How living conditions affect reproductive health

Indiana University researchers have shed light on how a person’s living conditions can affect his/her reproductive health.
Virginia J Vitzthum, a senior scientist at the university’s Kinsey Institute for Research in Sex, Gender, and Reproduction, says that when costs outweigh benefits, successful pregnancies are less likely to occur.
She has shown that during periods of intense labour and low food intake, rates of early pregnancy loss can more than double.
This is the first study to show seasonality of early pregnancy loss in a non-industrialised population — in this case rural Bolivian women — and the first to demonstrate a relationship between economic activities and early pregnancy loss.
Vitzthum’s research challenges the past belief that nearly all early pregnancy losses are caused by genetic defects in the embryo.

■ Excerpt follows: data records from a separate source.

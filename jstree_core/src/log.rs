//! Logging setup.

use tracing_subscriber::EnvFilter;

/// Initializes a process-wide `tracing` subscriber.
///
/// Level is controlled by the `JSTREE_LOG` environment variable (standard
/// `tracing_subscriber::EnvFilter` syntax, e.g. `jstree_core=debug,warn`),
/// defaulting to `error` when unset or malformed. Safe to call more than
/// once; later calls are no-ops.
pub fn init() {
  let filter = EnvFilter::try_from_env("JSTREE_LOG")
    .unwrap_or_else(|_| EnvFilter::new("error"));

  let _ = tracing_subscriber::fmt()
    .with_env_filter(filter)
    .with_target(true)
    .try_init();
}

Port wine stains can be wiped off with laser therapy

Port wine stain, a vascular birthmark characterised by reddish to purplish discolouration of the skin, is now easy to wipe off through laser therapy.
Three of every 1,000 children born have a port wine stain, which is made up of numerous dilated vessels in a localised part of the skin, and for most the skin discolouration has caused discomfort, embarrassment, and even pain.
One such individual is Maureen Dillon, who for 56 years was not able to go out in public with only one layer of makeup on, as the port wine stains became darker and brought more distress as years went by.
After dealing with blood vessel clusters and papules, swelling and infections, Dillon’s family doctor sent her to see Dr Jeffrey Orringer, director of the Cosmetic Dermatology and Laser Centre at the University of Michigan Health System.
Orringer used lasers that, over eight treatments, removed Dillon’s port wine stains.
“There are lots of theories about why port wine stains develop, but the truth is that no one really knows why a child is born with a port wine stain,” Orringer said.

Microchip-based device, a new way for diagnosis

Canadian experts at the University of Toronto have come up with a microchip technology that they believe can prove helpful in diagnosing cancer and infectious disease in just half an hour.
Just as big in size as a BlackBerry, the novel device is expected to revolutionise the diagnosis and treatment of a wide range of cancers and other ailments.
The researchers say that it is aimed at eliminating the need for painful biopsies by detecting the presence and severity of cancer via a urine sample.
They hope that their device will also eliminate equally painful wait times that patients undergoing cancer diagnoses routinely endure, as test results computed by it can be completed in just 30 minutes.
“Today, it takes a room filled with computers to evaluate a clinically relevant sample of cancer biomarkers and the results aren’t quickly available,” said Shana Kelley, the U of T professor who was a lead investigator on the project.
“Our team was able to measure biomolecules on an electronic chip the size of your fingertip and analyse the sample within half an hour,” Kelley added.